DIRECTIONS FOR THIS TASK:
Go through the data and tally the lines that hold the string "crate". Reply with the total alone.

[Stored data]
------------
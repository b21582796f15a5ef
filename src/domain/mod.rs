//! Domain layer: pure types and rules, no I/O.

pub mod availability;
pub mod conversation;
pub mod foundation;
pub mod report;
pub mod routing;
//! Foundation value objects shared across the domain.

mod errors;
mod ids;
mod state_machine;
mod timestamp;

pub use errors::ValidationError;
pub use ids::{MessageId, ReportId, SessionId, MAX_REPORT_ID_LEN};
pub use state_machine::StateMachine;
pub use timestamp::Timestamp;
//! HTTP DTOs for conversation endpoints.
//!
//! These types decouple the HTTP API from domain types.

use serde::{Deserialize, Serialize};

use crate::application::handlers::TurnOutcome;
use crate::domain::conversation::{ConversationSession, Message, MessageContent, Role};
use crate::domain::report::ReportDocument;

// ════════════════════════════════════════════════════════════════════════════════
// Request DTOs
// ════════════════════════════════════════════════════════════════════════════════

/// Either free text or the index of a suggested question.
#[derive(Debug, Clone, Default, Deserialize)]
pub struct PostMessageRequest {
    #[serde(default)]
    pub message: Option<String>,
    #[serde(default)]
    pub suggestion: Option<usize>,
}

// ════════════════════════════════════════════════════════════════════════════════
// Response DTOs
// ════════════════════════════════════════════════════════════════════════════════

#[derive(Debug, Clone, Serialize)]
#[serde(rename_all = "camelCase")]
pub struct MessageView {
    pub id: String,
    pub role: &'static str,
    /// `None` while the message is the escalation placeholder.
    pub content: Option<String>,
    pub pending: bool,
    pub timestamp: String,
}

impl From<&Message> for MessageView {
    fn from(message: &Message) -> Self {
        let (content, pending) = match message.content() {
            MessageContent::Text(text) => (Some(text.clone()), false),
            MessageContent::AwaitingEscalation => (None, true),
        };
        Self {
            id: message.id().to_string(),
            role: match message.role() {
                Role::User => "user",
                Role::Assistant => "assistant",
            },
            content,
            pending,
            timestamp: message.timestamp().to_rfc3339(),
        }
    }
}

/// Everything a chat panel renders.
#[derive(Debug, Clone, Serialize)]
#[serde(rename_all = "camelCase")]
pub struct SessionView {
    pub id: String,
    pub report_id: String,
    pub messages: Vec<MessageView>,
    pub loading: bool,
    pub input_enabled: bool,
    pub suggestions_visible: bool,
    pub suggestions: Vec<&'static str>,
    pub created_at: String,
}

impl From<&ConversationSession> for SessionView {
    fn from(session: &ConversationSession) -> Self {
        Self {
            id: session.id().to_string(),
            report_id: session.report_id().to_string(),
            messages: session.messages().iter().map(MessageView::from).collect(),
            loading: session.loading(),
            input_enabled: session.input_enabled(),
            suggestions_visible: session.suggestions_visible(),
            suggestions: if session.suggestions_visible() {
                session.suggestions().to_vec()
            } else {
                Vec::new()
            },
            created_at: session.created_at().to_rfc3339(),
        }
    }
}

#[derive(Debug, Clone, Serialize)]
#[serde(rename_all = "camelCase")]
pub struct TurnResponse {
    pub outcome: &'static str,
    #[serde(skip_serializing_if = "Vec::is_empty")]
    pub changed: Vec<String>,
    #[serde(skip_serializing_if = "Option::is_none")]
    pub document: Option<ReportDocument>,
    #[serde(skip_serializing_if = "Option::is_none")]
    pub failure: Option<&'static str>,
    pub session: SessionView,
}

impl TurnResponse {
    pub fn new(outcome: TurnOutcome, session: SessionView) -> Self {
        let kind = outcome.kind();
        let (changed, document, failure) = match outcome {
            TurnOutcome::Updated { changed, document } => (changed, Some(document), None),
            TurnOutcome::Failed { kind } => (Vec::new(), None, Some(kind)),
            TurnOutcome::Answered | TurnOutcome::Escalated | TurnOutcome::Rejected => {
                (Vec::new(), None, None)
            }
        };
        Self {
            outcome: kind,
            changed,
            document,
            failure,
            session,
        }
    }
}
------------
ANSWER FOR THIS EXERCISE:
3